PROBLEM REQUIREMENTS - Copy out each line containing "filter" from the entries below.

DATA TO USE -
·····

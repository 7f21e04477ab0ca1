use crate::avatar::Subject;
use crate::host::RenderContext;

/// Arguments of a single render-time avatar filter call.
#[derive(Debug, Clone)]
pub struct AvatarRequest<'a> {
    /// Markup the host produced so far, usually an `<img>` tag.
    pub markup: &'a str,
    pub subject: Subject,
    /// Requested pixel size, unvalidated.
    pub size: i64,
    /// Current value of the default avatar setting.
    pub default_setting: &'a str,
    /// Unused; carried for parity with the host filter.
    pub alt: &'a str,
    pub context: RenderContext,
}

impl<'a> AvatarRequest<'a> {
    pub fn new(markup: &'a str, subject: impl Into<Subject>, size: i64, default_setting: &'a str) -> Self {
        Self {
            markup,
            subject: subject.into(),
            size,
            default_setting,
            alt: "",
            context: RenderContext::front_end(),
        }
    }

    pub fn with_alt(mut self, alt: &'a str) -> Self {
        self.alt = alt;
        self
    }

    pub fn with_context(mut self, context: RenderContext) -> Self {
        self.context = context;
        self
    }
}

·····

YOUR SOLUTION -
/// Arguments of a single render-time avatar filter call.
    /// Unused; carried for parity with the host filter.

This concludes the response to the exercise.